When should I use ETL instead of ELT?

Use ETL when you need to enforce data quality before data reaches the target, when compliance requires masking or filtering PII before storage, or when the target system lacks compute power for transformations. ETL is also beneficial when you want to reduce storage costs in the target by only storing transformed data.

Does Azure Data Factory support both ETL and ELT?

Yes. Azure Data Factory supports ETL using Data Flows (transformations in Spark) or external compute like Azure Databricks. It supports ELT by using Copy Activity to load raw data into a target like Azure Synapse, then using a Stored Procedure Activity to run transformations. ADF is a flexible orchestration tool.

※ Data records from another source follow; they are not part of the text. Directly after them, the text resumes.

//! Report rendering and export.
//!
//! Turns analysis results into console tables, CSV, JSON and Markdown.

use crate::backtest::WalkForwardReport;
use crate::error::Result;
use crate::periods::{PeriodAggregate, PeriodReport, WEEKDAY_NAMES};
use crate::significance::PeriodSignificance;
use crate::timeframe::{TimeframeReport, TimeframeRow};
use crate::trend::TrendReport;
use serde::Serialize;
use std::fs::File;
use std::io::{BufWriter, Write};
use std::path::Path;
use tabled::{builder::Builder, settings::Style};

fn fmt_opt(value: Option<f64>, precision: usize) -> String {
    match value {
        Some(v) if v.is_infinite() => "inf".to_string(),
        Some(v) => format!("{:.prec$}", v, prec = precision),
        None => "-".to_string(),
    }
}

fn fmt_pct(value: Option<f64>) -> String {
    match value {
        Some(v) => format!("{:.2}%", v * 100.0),
        None => "-".to_string(),
    }
}

/// Console table of the ranked timeframe rows, plus the skipped ones with
/// their reasons.
pub fn timeframe_table(report: &TimeframeReport) -> String {
    let mut builder = Builder::new();
    builder.push_record([
        "Timeframe", "Bars", "ATR %", "Cost/ATR", "Pass", "Ann vol", "VR", "Efficiency",
        "AC(1)", "Half-life", "Skew", "Kurtosis",
    ]);
    for row in &report.rows {
        builder.push_record([
            row.timeframe.clone(),
            row.n_bars.to_string(),
            fmt_pct(row.avg_atr_pct),
            fmt_opt(row.cost_atr_ratio, 3),
            match row.cost_pass {
                Some(true) => "yes".to_string(),
                Some(false) => "no".to_string(),
                None => "-".to_string(),
            },
            fmt_pct(row.ann_volatility),
            fmt_opt(row.variance_ratio, 3),
            fmt_opt(row.market_efficiency, 3),
            fmt_opt(row.autocorr_lag1, 3),
            row.half_life
                .map(|h| h.to_string())
                .unwrap_or_else(|| "-".to_string()),
            fmt_opt(row.skewness, 3),
            fmt_opt(row.kurtosis, 3),
        ]);
    }
    let mut out = builder.build().with(Style::rounded()).to_string();
    if !report.skipped.is_empty() {
        out.push('\n');
        for skip in &report.skipped {
            out.push_str(&format!("not evaluated: {} ({})\n", skip.timeframe, skip.reason));
        }
    }
    out
}

/// Console table of walk-forward fold results for one timeframe.
pub fn walkforward_table(timeframe: &str, report: &WalkForwardReport) -> String {
    let mut builder = Builder::new();
    builder.push_record([
        "Fold", "Strategy", "Train Sharpe", "Test Sharpe", "Ann %", "Max DD %", "Hit %",
        "Trades/yr",
    ]);
    for fold in &report.folds {
        builder.push_record([
            fold.fold.to_string(),
            fold.strategy.to_string(),
            format!("{:.2}", fold.train_sharpe),
            fmt_opt(fold.test.sharpe, 2),
            fmt_pct(fold.test.ann_return),
            format!("{:.2}", fold.test.max_drawdown * 100.0),
            fmt_pct(fold.test.hit_rate),
            format!("{:.1}", fold.test.trades_per_year),
        ]);
    }
    builder.push_record([
        "avg".to_string(),
        String::new(),
        String::new(),
        fmt_opt(report.avg_sharpe, 2),
        fmt_pct(report.avg_ann_return),
        report
            .avg_max_drawdown
            .map(|d| format!("{:.2}", d * 100.0))
            .unwrap_or_else(|| "-".to_string()),
        fmt_pct(report.avg_hit_rate),
        report
            .avg_trades_per_year
            .map(|t| format!("{:.1}", t))
            .unwrap_or_else(|| "-".to_string()),
    ]);
    format!(
        "Walk-forward ({})\n{}",
        timeframe,
        builder.build().with(Style::rounded())
    )
}

fn period_rows(builder: &mut Builder, aggregates: &[PeriodAggregate], label: &dyn Fn(u32) -> String) {
    for agg in aggregates {
        builder.push_record([
            label(agg.period_value),
            agg.n_windows.to_string(),
            format!("{:.1}%", agg.trend_share * 100.0),
            format!("{:.1}%", agg.range_share * 100.0),
            fmt_opt(agg.mean_score, 1),
            fmt_pct(agg.mean_return),
            format!("{:.1}%", agg.positive_share * 100.0),
            fmt_opt(agg.mean_adx, 1),
        ]);
    }
}

/// Console tables for the hour/weekday/month breakdowns.
pub fn period_tables(report: &PeriodReport) -> String {
    let header = [
        "Period", "Windows", "Trend", "Range", "Score", "Return", "Pos %", "ADX",
    ];
    let mut out = format!(
        "Period breakdown ({}m windows, {})\n",
        report.window_minutes, report.timezone
    );

    let mut hours = Builder::new();
    hours.push_record(header);
    period_rows(&mut hours, &report.hours, &|v| format!("{:02}:00", v));
    out.push_str(&hours.build().with(Style::rounded()).to_string());
    out.push('\n');

    let mut weekdays = Builder::new();
    weekdays.push_record(header);
    period_rows(&mut weekdays, &report.weekdays, &|v| {
        WEEKDAY_NAMES[v as usize].to_string()
    });
    out.push_str(&weekdays.build().with(Style::rounded()).to_string());
    out.push('\n');

    if !report.months.is_empty() {
        let mut months = Builder::new();
        months.push_record(header);
        period_rows(&mut months, &report.months, &|v| format!("M{:02}", v));
        out.push_str(&months.build().with(Style::rounded()).to_string());
        out.push('\n');
    }

    let d = &report.direction.overall;
    out.push_str(&format!(
        "Trend direction: {} long ({:.1}%) / {} short ({:.1}%)\n",
        d.long_count,
        d.long_share * 100.0,
        d.short_count,
        d.short_share * 100.0
    ));
    out
}

/// ASCII weekday-by-hour heatmap of trend concentration. Darker glyphs
/// mark a higher share of trend-labeled windows; dots are empty cells.
pub fn heatmap_ascii(report: &PeriodReport) -> String {
    const RAMP: [char; 5] = [' ', '.', ':', '*', '#'];
    let mut out = String::from("      ");
    for hour in 0..24 {
        out.push_str(&format!("{:>2}", hour % 24));
    }
    out.push('\n');
    for (day, name) in WEEKDAY_NAMES.iter().enumerate() {
        out.push_str(&format!("{:<5} ", name));
        for hour in 0..24 {
            let glyph = if report.heatmap.counts[day][hour] == 0 {
                '·'
            } else {
                let share = report.heatmap.trend_share[day][hour];
                let level = ((share * (RAMP.len() - 1) as f64).round() as usize)
                    .min(RAMP.len() - 1);
                RAMP[level]
            };
            out.push(' ');
            out.push(glyph);
        }
        out.push('\n');
    }
    out
}

/// Console table of significance results across period types.
pub fn significance_table(results: &[PeriodSignificance]) -> String {
    let mut builder = Builder::new();
    builder.push_record(["Grouping", "Groups", "Chi2 p", "ANOVA p", "KW p", "Score CI"]);
    for result in results {
        let p = |t: &Option<crate::significance::TestResult>| match t {
            Some(t) => format!("{:.4}{}", t.p_value, if t.significant { "*" } else { "" }),
            None => "-".to_string(),
        };
        builder.push_record([
            result.period_type.to_string(),
            result.n_groups.to_string(),
            p(&result.chi_square),
            p(&result.anova),
            p(&result.kruskal_wallis),
            result
                .score_ci
                .as_ref()
                .map(|ci| format!("[{:.1}, {:.1}]", ci.lower, ci.upper))
                .unwrap_or_else(|| "-".to_string()),
        ]);
    }
    builder.build().with(Style::rounded()).to_string()
}

/// Timeframe rows as CSV text, header included.
pub fn timeframes_csv(report: &TimeframeReport) -> String {
    let mut out = String::from(
        "timeframe,minutes,n_bars,bars_per_year,avg_atr_pct,cost_atr_ratio,cost_pass,ann_volatility,variance_ratio,market_efficiency,autocorr_lag1,half_life,skewness,kurtosis\n",
    );
    for row in &report.rows {
        out.push_str(&timeframe_csv_row(row));
        out.push('\n');
    }
    out
}

/// Export timeframe rows to CSV.
pub fn export_timeframes_csv(report: &TimeframeReport, path: impl AsRef<Path>) -> Result<()> {
    let file = File::create(path)?;
    let mut writer = BufWriter::new(file);
    write!(writer, "{}", timeframes_csv(report))?;
    Ok(())
}

fn timeframe_csv_row(row: &TimeframeRow) -> String {
    let opt = |v: Option<f64>| v.map(|v| format!("{:.6}", v)).unwrap_or_default();
    format!(
        "{},{},{},{:.2},{},{},{},{},{},{},{},{},{},{}",
        row.timeframe,
        row.minutes,
        row.n_bars,
        row.bars_per_year,
        opt(row.avg_atr_pct),
        opt(row.cost_atr_ratio),
        row.cost_pass
            .map(|p| p.to_string())
            .unwrap_or_default(),
        opt(row.ann_volatility),
        opt(row.variance_ratio),
        opt(row.market_efficiency),
        opt(row.autocorr_lag1),
        row.half_life.map(|h| h.to_string()).unwrap_or_default(),
        opt(row.skewness),
        opt(row.kurtosis),
    )
}

/// Pretty-printed JSON export of any serializable report.
pub fn export_json<T: Serialize>(value: &T, path: impl AsRef<Path>) -> Result<()> {
    let file = File::create(path)?;
    let writer = BufWriter::new(file);
    serde_json::to_writer_pretty(writer, value)?;
    Ok(())
}

/// Markdown summary combining all analysis stages that ran.
pub fn export_markdown(
    path: impl AsRef<Path>,
    timeframes: &TimeframeReport,
    trend: Option<&TrendReport>,
    periods: Option<&PeriodReport>,
    significance: &[PeriodSignificance],
) -> Result<()> {
    let file = File::create(path)?;
    let mut w = BufWriter::new(file);

    writeln!(w, "# Market Characterization Report\n")?;
    writeln!(w, "## Timeframes\n")?;
    writeln!(
        w,
        "| Timeframe | Bars | ATR % | Cost/ATR | Pass | VR | AC(1) | Half-life |"
    )?;
    writeln!(w, "|---|---|---|---|---|---|---|---|")?;
    for row in &timeframes.rows {
        writeln!(
            w,
            "| {} | {} | {} | {} | {} | {} | {} | {} |",
            row.timeframe,
            row.n_bars,
            fmt_pct(row.avg_atr_pct),
            fmt_opt(row.cost_atr_ratio, 3),
            match row.cost_pass {
                Some(true) => "yes",
                Some(false) => "no",
                None => "-",
            },
            fmt_opt(row.variance_ratio, 3),
            fmt_opt(row.autocorr_lag1, 3),
            row.half_life
                .map(|h| h.to_string())
                .unwrap_or_else(|| "-".to_string()),
        )?;
    }
    for skip in &timeframes.skipped {
        writeln!(w, "\n*{}: not evaluated ({})*", skip.timeframe, skip.reason)?;
    }

    if let Some(trend) = trend {
        writeln!(w, "\n## Trend Windows\n")?;
        writeln!(w, "| Window | Records | Trend | Range | Unclear |")?;
        writeln!(w, "|---|---|---|---|---|")?;
        for window in &trend.windows {
            let n = window.records.len();
            let count = |label| {
                window
                    .records
                    .iter()
                    .filter(|r| r.label == label)
                    .count()
            };
            use crate::types::TrendLabel;
            writeln!(
                w,
                "| {}m | {} | {} | {} | {} |",
                window.window_minutes,
                n,
                count(TrendLabel::Trend),
                count(TrendLabel::Range),
                count(TrendLabel::Unclear),
            )?;
        }
        for skip in &trend.skipped {
            writeln!(
                w,
                "\n*{}m: not evaluated ({})*",
                skip.window_minutes, skip.reason
            )?;
        }
    }

    if let Some(periods) = periods {
        writeln!(w, "\n## Period Breakdown ({})\n", periods.timezone)?;
        writeln!(w, "| Hour | Windows | Trend share | Mean score |")?;
        writeln!(w, "|---|---|---|---|")?;
        for agg in &periods.hours {
            writeln!(
                w,
                "| {:02}:00 | {} | {:.1}% | {} |",
                agg.period_value,
                agg.n_windows,
                agg.trend_share * 100.0,
                fmt_opt(agg.mean_score, 1),
            )?;
        }
        writeln!(w, "\n```text\n{}```", heatmap_ascii(periods))?;
    }

    if !significance.is_empty() {
        writeln!(w, "\n## Significance\n")?;
        writeln!(w, "| Grouping | Chi2 p | ANOVA p | KW p |")?;
        writeln!(w, "|---|---|---|---|")?;
        for result in significance {
            let p = |t: &Option<crate::significance::TestResult>| {
                t.as_ref()
                    .map(|t| format!("{:.4}", t.p_value))
                    .unwrap_or_else(|| "-".to_string())
            };
            writeln!(
                w,
                "| {} | {} | {} | {} |",
                result.period_type,
                p(&result.chi_square),
                p(&result.anova),
                p(&result.kruskal_wallis),
            )?;
        }
    }
    Ok(())
}

#[cfg(test)]
mod tests {
    use super::*;
    use crate::timeframe::SkippedTimeframe;

    fn sample_row() -> TimeframeRow {
        TimeframeRow {
            timeframe: "1h".to_string(),
            minutes: 60,
            n_bars: 5000,
            bars_per_year: 8760.0,
            avg_atr_pct: Some(0.004),
            cost_atr_ratio: Some(0.3),
            cost_pass: Some(false),
            ann_volatility: Some(0.45),
            variance_ratio: Some(1.05),
            market_efficiency: Some(1.0 / 1.05),
            autocorr_lag1: Some(-0.02),
            half_life: None,
            skewness: Some(0.1),
            kurtosis: Some(3.5),
        }
    }

    #[test]
    fn test_timeframe_table_includes_skips() {
        let report = TimeframeReport {
            rows: vec![sample_row()],
            skipped: vec![SkippedTimeframe {
                timeframe: "1w".to_string(),
                n_bars: 40,
                required: 156,
                reason: "40 bars of history, 156 required".to_string(),
            }],
        };
        let table = timeframe_table(&report);
        assert!(table.contains("1h"));
        assert!(table.contains("not evaluated: 1w (40 bars of history, 156 required)"));
        assert!(table.contains("0.40%"));
    }

    #[test]
    fn test_fmt_opt_handles_undefined_and_infinite() {
        assert_eq!(fmt_opt(None, 2), "-");
        assert_eq!(fmt_opt(Some(f64::INFINITY), 2), "inf");
        assert_eq!(fmt_opt(Some(1.2345), 2), "1.23");
    }

    #[test]
    fn test_csv_row_empty_fields_for_undefined() {
        let mut row = sample_row();
        row.avg_atr_pct = None;
        row.cost_pass = None;
        let line = timeframe_csv_row(&row);
        // Undefined metrics leave their columns empty instead of faking 0.
        assert!(line.contains(",,"));
        assert!(line.starts_with("1h,60,5000,8760.00,"));
    }

    #[test]
    fn test_json_export_roundtrip() {
        let report = TimeframeReport {
            rows: vec![sample_row()],
            skipped: vec![],
        };
        let dir = tempfile::tempdir().unwrap();
        let path = dir.path().join("report.json");
        export_json(&report, &path).unwrap();
        let content = std::fs::read_to_string(&path).unwrap();
        assert!(content.contains("\"timeframe\": \"1h\""));
    }
}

What is a staging area in ETL?

A staging area is an intermediate storage location where extracted data is temporarily held before transformation. It can be a database table, a file in Azure Blob Storage, or an in-memory cache. The staging area isolates transformation workloads from source and target systems, and allows for error handling and data validation.

How does ELT handle large data volumes?

ELT scales by leveraging the target system's distributed compute. For example, Azure Synapse can scale out to hundreds of compute nodes, and Azure Databricks can spin up clusters. Raw data is loaded once, and transformations can be run on demand. However, storage costs increase because raw data is retained.

Can I combine ETL and ELT in the same pipeline?

Yes. This is called a hybrid approach. For instance, you might use ETL for sensitive data that needs masking before loading, and ELT for non-sensitive logs that can be transformed later. Azure Data Factory can orchestrate both patterns in separate pipelines or even within the same pipeline using conditional logic.

What is the role of PolyBase in ELT?

PolyBase is a technology in Azure Synapse that allows querying external data sources (like Azure Blob Storage) using T-SQL. It enables the 'Load' step in ELT by loading data from external files into staging tables. Then you can transform using CTAS or INSERT INTO SELECT. PolyBase is a key component for ELT in Synapse.